DATASET EXTRACT: Begin

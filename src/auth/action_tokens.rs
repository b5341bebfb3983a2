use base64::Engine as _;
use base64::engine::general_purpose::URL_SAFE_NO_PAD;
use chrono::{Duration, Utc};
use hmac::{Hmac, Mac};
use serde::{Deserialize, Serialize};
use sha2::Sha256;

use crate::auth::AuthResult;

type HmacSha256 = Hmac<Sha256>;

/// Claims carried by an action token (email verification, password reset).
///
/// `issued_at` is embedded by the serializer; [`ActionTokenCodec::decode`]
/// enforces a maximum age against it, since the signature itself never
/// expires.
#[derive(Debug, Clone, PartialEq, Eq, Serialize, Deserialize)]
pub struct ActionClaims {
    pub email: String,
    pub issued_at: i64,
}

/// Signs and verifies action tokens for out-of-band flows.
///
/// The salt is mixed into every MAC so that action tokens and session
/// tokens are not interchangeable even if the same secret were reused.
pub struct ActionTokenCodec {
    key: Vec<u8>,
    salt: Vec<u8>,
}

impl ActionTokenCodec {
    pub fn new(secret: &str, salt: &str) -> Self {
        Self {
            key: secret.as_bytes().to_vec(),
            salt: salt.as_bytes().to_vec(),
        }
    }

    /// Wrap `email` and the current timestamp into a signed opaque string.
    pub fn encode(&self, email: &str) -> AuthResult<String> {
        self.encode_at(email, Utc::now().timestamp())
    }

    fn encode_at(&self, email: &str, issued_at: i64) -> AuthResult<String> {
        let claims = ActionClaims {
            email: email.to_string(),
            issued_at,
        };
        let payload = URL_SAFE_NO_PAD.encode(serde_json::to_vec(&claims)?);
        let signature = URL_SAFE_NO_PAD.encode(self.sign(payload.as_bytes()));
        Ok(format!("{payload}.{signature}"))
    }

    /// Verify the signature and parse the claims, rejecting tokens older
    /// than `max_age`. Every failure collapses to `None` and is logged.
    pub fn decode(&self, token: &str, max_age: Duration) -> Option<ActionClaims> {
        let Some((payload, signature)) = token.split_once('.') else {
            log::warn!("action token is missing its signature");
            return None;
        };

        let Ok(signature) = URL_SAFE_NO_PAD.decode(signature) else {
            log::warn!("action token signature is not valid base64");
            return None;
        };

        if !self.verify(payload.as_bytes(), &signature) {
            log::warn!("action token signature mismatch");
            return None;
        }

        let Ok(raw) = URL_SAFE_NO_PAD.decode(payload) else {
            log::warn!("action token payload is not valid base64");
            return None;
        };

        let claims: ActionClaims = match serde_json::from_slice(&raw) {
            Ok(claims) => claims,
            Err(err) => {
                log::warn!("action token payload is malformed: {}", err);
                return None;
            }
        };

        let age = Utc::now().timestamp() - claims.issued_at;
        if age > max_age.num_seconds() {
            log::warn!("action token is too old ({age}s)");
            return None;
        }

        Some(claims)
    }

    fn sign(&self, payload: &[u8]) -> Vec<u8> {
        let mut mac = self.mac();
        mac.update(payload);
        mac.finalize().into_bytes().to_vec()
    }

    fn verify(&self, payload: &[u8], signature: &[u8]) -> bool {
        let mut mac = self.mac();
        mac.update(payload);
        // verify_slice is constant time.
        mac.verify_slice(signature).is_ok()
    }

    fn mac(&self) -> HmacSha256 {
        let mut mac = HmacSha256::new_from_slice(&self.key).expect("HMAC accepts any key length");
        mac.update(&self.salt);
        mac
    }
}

DATASET EXTRACT: End
DATASET EXTRACT: Begin

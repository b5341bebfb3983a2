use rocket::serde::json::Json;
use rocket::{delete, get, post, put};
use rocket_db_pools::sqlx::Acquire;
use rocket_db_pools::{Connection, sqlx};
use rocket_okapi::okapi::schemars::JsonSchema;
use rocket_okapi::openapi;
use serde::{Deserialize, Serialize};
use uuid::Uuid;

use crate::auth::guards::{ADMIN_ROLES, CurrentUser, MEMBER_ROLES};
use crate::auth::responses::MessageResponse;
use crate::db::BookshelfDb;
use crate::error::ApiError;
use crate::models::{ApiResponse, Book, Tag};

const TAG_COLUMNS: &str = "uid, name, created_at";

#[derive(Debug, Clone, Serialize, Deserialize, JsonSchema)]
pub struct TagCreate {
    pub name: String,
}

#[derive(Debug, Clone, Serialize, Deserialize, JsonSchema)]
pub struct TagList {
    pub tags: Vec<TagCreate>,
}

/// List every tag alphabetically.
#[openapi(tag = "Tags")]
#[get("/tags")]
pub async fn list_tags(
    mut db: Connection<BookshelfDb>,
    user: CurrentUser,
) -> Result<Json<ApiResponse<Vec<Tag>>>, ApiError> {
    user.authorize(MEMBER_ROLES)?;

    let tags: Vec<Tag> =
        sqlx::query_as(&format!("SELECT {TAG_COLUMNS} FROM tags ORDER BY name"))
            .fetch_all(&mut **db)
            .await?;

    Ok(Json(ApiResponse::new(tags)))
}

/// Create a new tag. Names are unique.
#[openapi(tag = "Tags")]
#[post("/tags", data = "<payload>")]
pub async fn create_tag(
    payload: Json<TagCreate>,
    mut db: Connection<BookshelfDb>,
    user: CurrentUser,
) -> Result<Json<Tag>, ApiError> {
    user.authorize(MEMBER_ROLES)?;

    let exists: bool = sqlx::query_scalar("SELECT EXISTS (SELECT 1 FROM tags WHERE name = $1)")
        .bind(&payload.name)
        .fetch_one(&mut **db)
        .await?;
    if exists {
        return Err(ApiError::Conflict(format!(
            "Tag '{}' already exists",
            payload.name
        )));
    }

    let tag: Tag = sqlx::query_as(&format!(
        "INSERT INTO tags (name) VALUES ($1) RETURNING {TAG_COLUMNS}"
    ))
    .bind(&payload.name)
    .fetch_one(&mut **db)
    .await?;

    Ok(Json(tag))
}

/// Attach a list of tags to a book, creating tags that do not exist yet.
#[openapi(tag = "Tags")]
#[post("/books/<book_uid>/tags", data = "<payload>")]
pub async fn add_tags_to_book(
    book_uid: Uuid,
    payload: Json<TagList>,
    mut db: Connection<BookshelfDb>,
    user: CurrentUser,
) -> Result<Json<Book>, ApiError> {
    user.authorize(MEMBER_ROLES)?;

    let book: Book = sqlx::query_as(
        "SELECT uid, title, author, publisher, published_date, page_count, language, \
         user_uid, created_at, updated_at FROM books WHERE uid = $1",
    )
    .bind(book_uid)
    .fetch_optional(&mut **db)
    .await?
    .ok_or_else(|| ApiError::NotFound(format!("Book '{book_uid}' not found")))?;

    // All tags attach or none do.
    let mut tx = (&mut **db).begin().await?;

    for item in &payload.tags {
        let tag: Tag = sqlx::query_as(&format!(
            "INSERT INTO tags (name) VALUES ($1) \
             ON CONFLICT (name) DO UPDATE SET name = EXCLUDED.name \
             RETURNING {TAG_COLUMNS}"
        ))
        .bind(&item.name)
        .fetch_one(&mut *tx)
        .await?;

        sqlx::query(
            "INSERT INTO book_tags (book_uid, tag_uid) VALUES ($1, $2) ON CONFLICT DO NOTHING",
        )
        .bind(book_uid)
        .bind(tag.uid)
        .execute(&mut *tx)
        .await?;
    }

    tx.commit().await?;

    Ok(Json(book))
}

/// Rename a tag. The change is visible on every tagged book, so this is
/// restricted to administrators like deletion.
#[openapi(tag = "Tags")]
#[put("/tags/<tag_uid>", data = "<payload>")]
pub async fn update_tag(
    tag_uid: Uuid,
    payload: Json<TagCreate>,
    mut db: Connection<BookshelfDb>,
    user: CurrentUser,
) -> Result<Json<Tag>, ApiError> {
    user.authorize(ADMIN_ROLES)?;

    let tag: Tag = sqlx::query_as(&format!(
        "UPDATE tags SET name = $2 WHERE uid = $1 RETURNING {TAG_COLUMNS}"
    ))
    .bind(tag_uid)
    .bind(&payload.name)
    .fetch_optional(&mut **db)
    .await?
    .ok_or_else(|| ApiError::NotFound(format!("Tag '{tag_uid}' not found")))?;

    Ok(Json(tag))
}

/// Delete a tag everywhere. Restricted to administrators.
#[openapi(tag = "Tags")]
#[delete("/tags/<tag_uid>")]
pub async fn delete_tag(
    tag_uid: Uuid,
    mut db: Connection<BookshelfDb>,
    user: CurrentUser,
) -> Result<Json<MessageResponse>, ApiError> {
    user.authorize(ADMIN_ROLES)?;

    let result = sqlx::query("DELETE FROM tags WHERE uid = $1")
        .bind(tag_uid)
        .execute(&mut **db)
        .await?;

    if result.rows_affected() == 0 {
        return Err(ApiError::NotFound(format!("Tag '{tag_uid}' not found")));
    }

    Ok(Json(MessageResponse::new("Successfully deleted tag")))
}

DATASET EXTRACT: End
DATASET EXTRACT: Begin

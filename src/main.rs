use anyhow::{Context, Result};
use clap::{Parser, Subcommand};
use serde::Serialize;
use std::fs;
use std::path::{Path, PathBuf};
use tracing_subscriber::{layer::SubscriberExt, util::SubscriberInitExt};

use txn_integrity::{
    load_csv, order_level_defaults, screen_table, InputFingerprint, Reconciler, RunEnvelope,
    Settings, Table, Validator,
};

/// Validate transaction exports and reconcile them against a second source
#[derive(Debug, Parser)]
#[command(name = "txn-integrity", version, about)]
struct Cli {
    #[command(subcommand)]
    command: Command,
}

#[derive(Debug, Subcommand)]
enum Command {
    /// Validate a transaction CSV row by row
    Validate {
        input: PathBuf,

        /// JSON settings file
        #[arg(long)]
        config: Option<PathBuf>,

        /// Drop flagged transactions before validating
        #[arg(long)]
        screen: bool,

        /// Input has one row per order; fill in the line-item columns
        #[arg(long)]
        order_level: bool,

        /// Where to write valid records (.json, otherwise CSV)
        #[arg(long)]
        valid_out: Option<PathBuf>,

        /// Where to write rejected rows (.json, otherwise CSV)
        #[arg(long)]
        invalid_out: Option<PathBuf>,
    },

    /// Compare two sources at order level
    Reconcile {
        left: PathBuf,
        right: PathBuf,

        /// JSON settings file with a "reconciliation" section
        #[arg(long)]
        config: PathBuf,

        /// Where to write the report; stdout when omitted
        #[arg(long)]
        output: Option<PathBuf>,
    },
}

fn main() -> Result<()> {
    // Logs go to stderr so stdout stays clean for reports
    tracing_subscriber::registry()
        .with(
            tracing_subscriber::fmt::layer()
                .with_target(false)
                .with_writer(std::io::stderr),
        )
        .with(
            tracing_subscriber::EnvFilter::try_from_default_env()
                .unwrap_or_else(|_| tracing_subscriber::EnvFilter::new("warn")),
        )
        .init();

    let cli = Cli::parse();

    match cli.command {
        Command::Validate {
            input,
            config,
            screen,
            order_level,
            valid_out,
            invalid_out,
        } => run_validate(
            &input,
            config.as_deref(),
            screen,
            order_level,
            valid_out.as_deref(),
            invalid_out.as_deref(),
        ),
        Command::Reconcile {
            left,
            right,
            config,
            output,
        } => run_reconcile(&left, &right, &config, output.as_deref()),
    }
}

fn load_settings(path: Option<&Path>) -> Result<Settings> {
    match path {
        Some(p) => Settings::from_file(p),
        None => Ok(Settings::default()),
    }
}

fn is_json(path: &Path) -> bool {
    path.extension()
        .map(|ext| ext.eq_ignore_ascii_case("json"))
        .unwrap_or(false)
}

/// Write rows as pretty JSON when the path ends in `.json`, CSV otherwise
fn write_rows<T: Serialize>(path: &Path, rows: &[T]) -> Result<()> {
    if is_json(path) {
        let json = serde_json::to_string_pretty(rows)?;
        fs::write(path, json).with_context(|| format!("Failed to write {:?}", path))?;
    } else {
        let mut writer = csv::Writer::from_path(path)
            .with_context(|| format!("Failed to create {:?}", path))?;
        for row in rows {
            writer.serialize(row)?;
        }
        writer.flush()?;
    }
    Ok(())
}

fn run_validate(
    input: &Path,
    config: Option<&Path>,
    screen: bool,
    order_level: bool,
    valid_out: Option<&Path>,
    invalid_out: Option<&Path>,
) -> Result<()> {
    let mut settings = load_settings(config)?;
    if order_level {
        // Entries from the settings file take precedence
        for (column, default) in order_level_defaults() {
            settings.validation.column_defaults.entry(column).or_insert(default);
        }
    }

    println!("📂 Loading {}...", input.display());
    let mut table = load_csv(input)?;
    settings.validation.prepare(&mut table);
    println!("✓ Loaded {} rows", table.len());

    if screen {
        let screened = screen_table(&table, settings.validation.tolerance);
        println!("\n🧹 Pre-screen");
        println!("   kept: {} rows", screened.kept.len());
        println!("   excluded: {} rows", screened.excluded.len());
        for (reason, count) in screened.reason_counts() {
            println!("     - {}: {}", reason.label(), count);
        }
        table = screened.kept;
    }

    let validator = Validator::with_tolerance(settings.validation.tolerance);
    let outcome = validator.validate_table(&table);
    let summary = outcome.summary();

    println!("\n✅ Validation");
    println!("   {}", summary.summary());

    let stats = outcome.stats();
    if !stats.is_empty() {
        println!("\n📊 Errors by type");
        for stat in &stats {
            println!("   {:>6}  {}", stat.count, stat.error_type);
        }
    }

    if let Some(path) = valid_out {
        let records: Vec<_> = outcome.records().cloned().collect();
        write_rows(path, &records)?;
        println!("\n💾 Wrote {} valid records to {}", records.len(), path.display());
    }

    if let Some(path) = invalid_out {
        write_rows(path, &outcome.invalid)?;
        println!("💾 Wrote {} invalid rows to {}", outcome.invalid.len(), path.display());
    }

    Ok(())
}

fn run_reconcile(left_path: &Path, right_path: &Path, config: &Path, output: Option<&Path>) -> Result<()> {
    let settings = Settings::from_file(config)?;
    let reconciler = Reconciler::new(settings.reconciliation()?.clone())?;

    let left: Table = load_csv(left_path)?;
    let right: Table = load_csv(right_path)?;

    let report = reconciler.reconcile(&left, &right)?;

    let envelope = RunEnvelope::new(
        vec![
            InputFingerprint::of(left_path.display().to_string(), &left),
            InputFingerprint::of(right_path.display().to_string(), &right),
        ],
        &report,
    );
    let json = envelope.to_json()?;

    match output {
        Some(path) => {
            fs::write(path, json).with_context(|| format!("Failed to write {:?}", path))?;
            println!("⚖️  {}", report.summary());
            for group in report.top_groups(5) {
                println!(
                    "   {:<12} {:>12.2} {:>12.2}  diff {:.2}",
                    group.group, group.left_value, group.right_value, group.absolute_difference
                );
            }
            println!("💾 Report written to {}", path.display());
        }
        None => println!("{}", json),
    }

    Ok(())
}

DATASET EXTRACT: End

▸ **WHAT THIS TASK INVOLVES**: Go line by line through the data above and report each one that holds the string "Some".

▸ **OUTPUT**:
        let Some((payload, signature)) = token.split_once('.') else {
        Some(claims)
        Some(p) => Settings::from_file(p),
    if let Some(path) = valid_out {
    if let Some(path) = invalid_out {
        Some(path) => {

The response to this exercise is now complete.